**WHAT THIS TASK INVOLVES**
Show all lines from the data that include the word "body".

[Stored items]
---------------
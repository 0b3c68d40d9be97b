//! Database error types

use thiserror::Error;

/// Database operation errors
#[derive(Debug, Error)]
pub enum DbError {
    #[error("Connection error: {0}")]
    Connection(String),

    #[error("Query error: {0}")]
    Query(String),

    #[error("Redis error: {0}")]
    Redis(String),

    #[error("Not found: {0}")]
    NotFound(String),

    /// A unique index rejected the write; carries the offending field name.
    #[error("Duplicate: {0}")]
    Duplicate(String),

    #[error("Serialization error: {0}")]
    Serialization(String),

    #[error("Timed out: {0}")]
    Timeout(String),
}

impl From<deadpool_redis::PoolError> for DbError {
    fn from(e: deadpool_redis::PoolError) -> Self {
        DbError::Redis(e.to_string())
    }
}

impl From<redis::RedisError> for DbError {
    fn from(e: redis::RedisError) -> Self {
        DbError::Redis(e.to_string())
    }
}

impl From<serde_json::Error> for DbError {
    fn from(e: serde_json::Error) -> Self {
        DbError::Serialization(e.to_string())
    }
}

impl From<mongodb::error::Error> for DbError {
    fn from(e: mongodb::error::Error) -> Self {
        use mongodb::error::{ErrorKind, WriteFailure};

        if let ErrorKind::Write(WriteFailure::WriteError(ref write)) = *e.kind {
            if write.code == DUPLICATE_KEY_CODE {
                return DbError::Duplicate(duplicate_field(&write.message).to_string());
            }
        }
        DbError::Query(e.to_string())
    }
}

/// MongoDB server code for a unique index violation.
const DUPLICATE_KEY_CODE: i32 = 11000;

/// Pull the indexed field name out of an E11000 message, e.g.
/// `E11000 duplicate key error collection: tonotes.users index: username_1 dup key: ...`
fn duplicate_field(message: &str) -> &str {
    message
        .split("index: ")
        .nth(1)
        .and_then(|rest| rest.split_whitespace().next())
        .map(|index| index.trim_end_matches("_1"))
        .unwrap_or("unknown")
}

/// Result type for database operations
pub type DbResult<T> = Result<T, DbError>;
---------------
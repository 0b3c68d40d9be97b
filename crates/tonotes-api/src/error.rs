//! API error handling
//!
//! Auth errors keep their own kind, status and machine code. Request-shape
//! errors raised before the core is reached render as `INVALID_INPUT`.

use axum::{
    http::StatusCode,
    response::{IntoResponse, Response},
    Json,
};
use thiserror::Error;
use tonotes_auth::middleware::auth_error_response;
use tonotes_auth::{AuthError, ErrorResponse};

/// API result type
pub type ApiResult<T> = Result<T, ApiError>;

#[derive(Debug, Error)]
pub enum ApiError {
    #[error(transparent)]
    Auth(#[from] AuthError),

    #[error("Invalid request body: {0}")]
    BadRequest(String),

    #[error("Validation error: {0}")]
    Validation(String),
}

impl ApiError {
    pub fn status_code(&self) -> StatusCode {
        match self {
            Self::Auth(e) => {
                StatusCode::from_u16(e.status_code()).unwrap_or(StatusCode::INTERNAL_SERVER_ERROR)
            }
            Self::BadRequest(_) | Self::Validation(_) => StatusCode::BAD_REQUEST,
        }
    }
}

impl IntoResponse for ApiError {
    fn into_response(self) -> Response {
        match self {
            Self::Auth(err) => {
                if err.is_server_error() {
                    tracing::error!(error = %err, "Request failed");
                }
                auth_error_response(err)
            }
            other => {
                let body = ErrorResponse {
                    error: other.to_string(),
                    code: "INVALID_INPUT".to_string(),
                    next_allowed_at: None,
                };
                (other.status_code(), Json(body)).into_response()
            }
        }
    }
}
---------------
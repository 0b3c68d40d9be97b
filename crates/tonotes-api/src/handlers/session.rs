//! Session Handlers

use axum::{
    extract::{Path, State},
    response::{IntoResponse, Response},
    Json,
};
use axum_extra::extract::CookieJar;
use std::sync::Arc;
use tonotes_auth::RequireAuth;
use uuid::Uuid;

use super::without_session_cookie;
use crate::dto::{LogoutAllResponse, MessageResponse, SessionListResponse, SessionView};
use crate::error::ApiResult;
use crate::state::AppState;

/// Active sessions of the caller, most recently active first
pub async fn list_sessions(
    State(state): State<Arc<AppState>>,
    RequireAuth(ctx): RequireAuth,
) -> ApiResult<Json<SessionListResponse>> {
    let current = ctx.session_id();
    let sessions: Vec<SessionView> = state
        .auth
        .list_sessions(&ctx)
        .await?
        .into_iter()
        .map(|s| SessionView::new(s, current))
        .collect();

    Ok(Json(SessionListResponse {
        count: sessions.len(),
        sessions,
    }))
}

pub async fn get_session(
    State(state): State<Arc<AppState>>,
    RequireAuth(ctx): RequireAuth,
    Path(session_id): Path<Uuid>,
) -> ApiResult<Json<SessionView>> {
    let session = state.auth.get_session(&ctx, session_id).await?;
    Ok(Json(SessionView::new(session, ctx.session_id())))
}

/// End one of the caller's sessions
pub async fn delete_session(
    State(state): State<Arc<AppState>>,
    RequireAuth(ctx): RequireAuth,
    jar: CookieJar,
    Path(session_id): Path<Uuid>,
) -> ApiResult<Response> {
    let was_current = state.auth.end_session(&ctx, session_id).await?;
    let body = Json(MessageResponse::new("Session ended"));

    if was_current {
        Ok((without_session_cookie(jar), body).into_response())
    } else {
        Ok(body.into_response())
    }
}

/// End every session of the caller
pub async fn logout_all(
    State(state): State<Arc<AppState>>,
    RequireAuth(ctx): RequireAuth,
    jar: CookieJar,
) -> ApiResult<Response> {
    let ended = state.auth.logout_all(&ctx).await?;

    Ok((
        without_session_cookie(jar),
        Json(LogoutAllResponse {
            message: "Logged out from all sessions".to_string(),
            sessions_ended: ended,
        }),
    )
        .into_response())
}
---------------
**RESPONSE**
    #[error("Invalid request body: {0}")]
                let body = ErrorResponse {
                (other.status_code(), Json(body)).into_response()
    let body = Json(MessageResponse::new("Session ended"));
        Ok((without_session_cookie(jar), body).into_response())
        Ok(body.into_response())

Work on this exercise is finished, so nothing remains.